→ Problem details:
Restate, word for word, the lines from the opening line of the data through the line containing "queue, so it can", both included, and nothing else.
(Records shown Opens)
//! Simulated Clock and Timer Queue
//!
//! Every delayed action in RetroBot (animation cleanups, the idle cycle,
//! delayed replies, auto-hide) is a typed event parked in a [`Scheduler`].
//! Nothing sleeps: the owner advances the clock explicitly, and due events
//! come back out strictly in timestamp order.
//!
//! # Design Philosophy
//!
//! - **Deterministic**: tests drive time by hand, surfaces drive it from a
//!   real clock. Both see identical ordering.
//! - **Cancellable**: a cancelled timer is removed from the queue, so it can
//!   never fire later.
//! - **Stable**: timers due at the same instant fire in the order they were
//!   scheduled.
//!
//! ```text
//!   schedule(300, Reply)        schedule(500, Cleanup)
//!          │                            │
//!          ▼                            ▼
//!   ┌──────────────────────────────────────────┐
//!   │ (300, #1) Reply │ (500, #2) Cleanup │ ... │   BTreeMap ordered by (due, id)
//!   └──────────────────────────────────────────┘
//!          │
//!   pop_due(until) ──► now_ms = 300, yields Reply
//! ```

use std::collections::{BTreeMap, HashMap};
use std::fmt;

use serde::{Deserialize, Serialize};

/// Handle for a scheduled timer
#[derive(Clone, Copy, Debug, PartialEq, Eq, Hash, PartialOrd, Ord, Serialize, Deserialize)]
pub struct TimerId(u64);

impl TimerId {
    /// Raw numeric value
    #[must_use]
    pub fn value(self) -> u64 {
        self.0
    }
}

impl fmt::Display for TimerId {
    fn fmt(&self, f: &mut fmt::Formatter<'_>) -> fmt::Result {
        write!(f, "timer-{}", self.0)
    }
}

/// Timer queue over simulated milliseconds
///
/// `E` is the event type delivered when a timer fires. The scheduler never
/// interprets events; it only orders them.
#[derive(Debug)]
pub struct Scheduler<E> {
    now_ms: u64,
    next_id: u64,
    queue: BTreeMap<(u64, TimerId), E>,
    due_index: HashMap<TimerId, u64>,
}

impl<E> Default for Scheduler<E> {
    fn default() -> Self {
        Self::new()
    }
}

impl<E> Scheduler<E> {
    /// Create an empty scheduler at t = 0
    #[must_use]
    pub fn new() -> Self {
        Self {
            now_ms: 0,
            next_id: 1,
            queue: BTreeMap::new(),
            due_index: HashMap::new(),
        }
    }

    /// Current simulated time in milliseconds
    #[must_use]
    pub fn now_ms(&self) -> u64 {
        self.now_ms
    }

    /// Schedule `event` to fire `delay_ms` from now
    pub fn schedule(&mut self, delay_ms: u64, event: E) -> TimerId {
        let id = TimerId(self.next_id);
        self.next_id += 1;

        let due = self.now_ms.saturating_add(delay_ms);
        self.queue.insert((due, id), event);
        self.due_index.insert(id, due);
        id
    }

    /// Cancel a pending timer
    ///
    /// Returns `false` if the timer already fired or was never scheduled.
    pub fn cancel(&mut self, id: TimerId) -> bool {
        match self.due_index.remove(&id) {
            Some(due) => self.queue.remove(&(due, id)).is_some(),
            None => false,
        }
    }

    /// Whether a timer is still pending
    #[must_use]
    pub fn is_pending(&self, id: TimerId) -> bool {
        self.due_index.contains_key(&id)
    }

    /// Due time of the earliest pending timer
    #[must_use]
    pub fn next_due(&self) -> Option<u64> {
        self.queue.keys().next().map(|(due, _)| *due)
    }

    /// Number of pending timers
    #[must_use]
    pub fn pending(&self) -> usize {
        self.queue.len()
    }

    /// Pop the earliest timer due at or before `until_ms`
    ///
    /// The clock jumps to the fired timer's due time, so anything the caller
    /// schedules while handling the event is relative to that instant.
    pub fn pop_due(&mut self, until_ms: u64) -> Option<(TimerId, E)> {
        let (&(due, id), _) = self.queue.iter().next()?;
        if due > until_ms {
            return None;
        }

        let event = self.queue.remove(&(due, id))?;
        self.due_index.remove(&id);
        self.now_ms = self.now_ms.max(due);
        Some((id, event))
    }

    /// Move the clock forward without firing anything
    ///
    /// Callers drain [`pop_due`](Self::pop_due) first; jumping past pending
    /// timers would make them fire late.
    pub fn advance_to(&mut self, ms: u64) {
        self.now_ms = self.now_ms.max(ms);
    }
}
//! Shell Messages
//!
//! Everything the shell tells a surface. Surfaces render these and keep no
//! logic of their own: what to say, when a notification goes away, which
//! theme is showing, all of it arrives here.
//!
//! Each message is stamped with the simulated time it was produced, so a
//! surface (or a test) can replay the exact timeline.

use serde::{Deserialize, Serialize};

use crate::animation::{IdleMicro, SpecialEffect};
use crate::mood::{Mood, MoodEffect};
use crate::theme::Theme;
use crate::tools::Tool;

/// Notification handle, unique per shell
pub type NotificationId = u64;

/// Messages from the shell to a surface
#[derive(Clone, Debug, PartialEq, Eq, Serialize, Deserialize)]
pub enum ShellMessage {
    // ============================================
    // Speech and notifications
    // ============================================
    /// RetroBot says something
    Speak {
        /// The line
        text: String,
        /// Mood at the moment it was said
        mood: Mood,
    },

    /// A transient banner
    Notify {
        /// Handle used by the matching expiry
        id: NotificationId,
        /// Banner text
        text: String,
        /// How long it stays up
        lifetime_ms: u64,
    },

    /// A banner's time is up
    NotificationExpired {
        /// Handle from [`ShellMessage::Notify`]
        id: NotificationId,
    },

    // ============================================
    // Character state
    // ============================================
    /// Mood or level changed
    Mood {
        /// Current mood
        mood: Mood,
        /// Current level, 0..=100
        level: u8,
    },

    /// A mood transition finished; play its secondary effects
    MoodEffects {
        /// Mood the effects belong to
        mood: Mood,
        /// Effects, in play order
        effects: Vec<MoodEffect>,
    },

    /// The idle loop fidgeted
    Idle {
        /// Which fidget
        micro: IdleMicro,
    },

    /// An animation put its tag on or took it off
    Animation {
        /// Animation name
        name: String,
        /// Whether it started or finished
        phase: AnimationPhase,
    },

    /// A whole-window easter-egg effect
    Effect {
        /// Which effect
        effect: SpecialEffect,
        /// How long it plays
        duration_ms: u64,
    },

    // ============================================
    // Window
    // ============================================
    /// The visible tab changed
    ToolSwitched {
        /// New tab
        tool: Tool,
    },

    /// The window colours changed
    ThemeApplied {
        /// Theme now showing
        theme: Theme,
        /// `true` for temporary easter-egg and holiday themes
        preview: bool,
    },

    /// A theme became available
    ThemeUnlocked {
        /// Newly unlocked theme
        theme: Theme,
    },

    /// Visibility or minimized state changed
    Window {
        /// Window on screen
        visible: bool,
        /// Window collapsed to its titlebar
        minimized: bool,
    },

    // ============================================
    // Tool data
    // ============================================
    /// A tool's data, answering an export command
    Exported {
        /// Tool the data belongs to
        tool: Tool,
        /// Pretty JSON, accepted back by the matching import command
        data: String,
    },

    // ============================================
    // System
    // ============================================
    /// A command was rejected
    Error {
        /// What went wrong
        message: String,
    },

    /// The surface should close
    Quit,
}

/// Animation lifecycle point
#[derive(Clone, Copy, Debug, PartialEq, Eq, Serialize, Deserialize)]
#[serde(rename_all = "lowercase")]
pub enum AnimationPhase {
    /// Tag applied
    Started,
    /// Tag removed
    Finished,
}

/// A message with the simulated time it was produced
#[derive(Clone, Debug, PartialEq, Eq, Serialize, Deserialize)]
pub struct StampedMessage {
    /// Shell time in milliseconds
    pub at_ms: u64,
    /// The message
    pub message: ShellMessage,
}

impl StampedMessage {
    /// Spoken text, if this is speech
    #[must_use]
    pub fn speech(&self) -> Option<&str> {
        match &self.message {
            ShellMessage::Speak { text, .. } => Some(text),
            _ => None,
        }
    }

    /// Banner text, if this is a notification
    #[must_use]
    pub fn notification(&self) -> Option<&str> {
        match &self.message {
            ShellMessage::Notify { text, .. } => Some(text),
            _ => None,
        }
    }
}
(Records shown Closes)
→ Response box:
//! Simulated Clock and Timer Queue
//!
//! Every delayed action in RetroBot (animation cleanups, the idle cycle,
//! delayed replies, auto-hide) is a typed event parked in a [`Scheduler`].
//! Nothing sleeps: the owner advances the clock explicitly, and due events
//! come back out strictly in timestamp order.
//!
//! # Design Philosophy
//!
//! - **Deterministic**: tests drive time by hand, surfaces drive it from a
//!   real clock. Both see identical ordering.
//! - **Cancellable**: a cancelled timer is removed from the queue, so it can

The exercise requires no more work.